Trotz einer wachsenden Anzahl an Richtlinien und zahlreichen bekannten Fällen von Nichteinhaltung hygienischer Vorschriften...
Trotz einer wachsenden Anzahl an Richtlinien und zahlreichen bekannten Fällen von Nichteinhaltung hygienischer Vorschriften...
...wird die Thematik „Trinkwasserhygiene“ weiterhin in vielen Situationen eher zweitrangig behandelt. Planer und Betreiber fokussieren vorrangig die hydraulische Funktionalität einer Trinkwasseranlage, um jede Zapfstelle mit den nötigen Wassermengen und -drücken zu versorgen. Dabei werden Maßnahmen zum Erhalt der Trinkwasserhygiene oftmals vernachlässigt.

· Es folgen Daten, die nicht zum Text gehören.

pub mod timer;

pub use timer::{HighPrecisionTimer, ManualTimer, Timer};
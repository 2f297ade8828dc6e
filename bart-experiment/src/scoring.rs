//! Reward arithmetic. The bank starts one `delta` above zero before the first
//! pump decision and grows by `delta` on every pump that does not pop.

use crate::config::BalloonGeometry;
use bart_core::TrialOutcome;

pub fn initial_bank(delta: f64) -> f64 {
    delta
}

pub fn pump(bank: f64, delta: f64) -> f64 {
    bank + delta
}

/// What the participant takes home from a finished balloon.
pub fn payout(outcome: TrialOutcome, bank: f64) -> f64 {
    match outcome {
        TrialOutcome::CashedOut => bank,
        TrialOutcome::Popped | TrialOutcome::TimedOut => 0.0,
    }
}

pub fn balloon_scale(geometry: &BalloonGeometry, pump_count: u32, max_pumps: u32) -> f32 {
    let step = (geometry.max_scale - geometry.initial_scale) / max_pumps.max(1) as f32;
    geometry.initial_scale + pump_count as f32 * step
}

pub fn balloon_size(geometry: &BalloonGeometry, scale: f32) -> (f32, f32) {
    (geometry.base_size.0 * scale, geometry.base_size.1 * scale)
}

#[cfg(test)]
mod tests {
    use super::*;

    #[test]
    fn bank_grows_one_delta_per_pump() {
        let mut bank = initial_bank(5.0);
        for _ in 0..3 {
            bank = pump(bank, 5.0);
        }
        assert_eq!(bank, 20.0);
        assert_eq!(initial_bank(5.0), 5.0);
    }

    #[test]
    fn only_cash_out_pays() {
        assert_eq!(payout(TrialOutcome::CashedOut, 30.0), 30.0);
        assert_eq!(payout(TrialOutcome::Popped, 30.0), 0.0);
        assert_eq!(payout(TrialOutcome::TimedOut, 30.0), 0.0);
    }

    #[test]
    fn balloon_reaches_max_scale_at_max_pumps() {
        let g = BalloonGeometry {
            initial_scale: 0.2,
            max_scale: 1.8,
            base_size: (4.0, 5.0),
        };
        assert_eq!(balloon_scale(&g, 0, 8), 0.2);
        assert!((balloon_scale(&g, 8, 8) - 1.8).abs() < 1e-6);
        assert!((balloon_scale(&g, 4, 8) - 1.0).abs() < 1e-6);
        let (w, h) = balloon_size(&g, 0.5);
        assert_eq!((w, h), (2.0, 2.5));
    }
}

Stetig steigende Fallzahlen der im Rahmen der Meldepflicht erfassten Erkrankungen durch Legionellen bestätigen diesen Kontext jedenfalls in Teilen [1]. Daher ist eine frühzeitige Einbeziehung von präventiven Maßnahmen zur Einhaltung der Trinkwasserhygiene ein entscheidender Faktor, um die Trinkwasseranlage gemäß normativer Vorgaben bestimmungsgemäß zu betreiben. Dazu gehört, dass die Temperaturen des Trinkwassers innerhalb der vorgeschriebenen Grenzen einschlägiger Regelwerke bleiben. Durch verschiedene Einflüsse und bauliche Konstellationen ist dieser Forderung häufig nur schwierig nachzukommen.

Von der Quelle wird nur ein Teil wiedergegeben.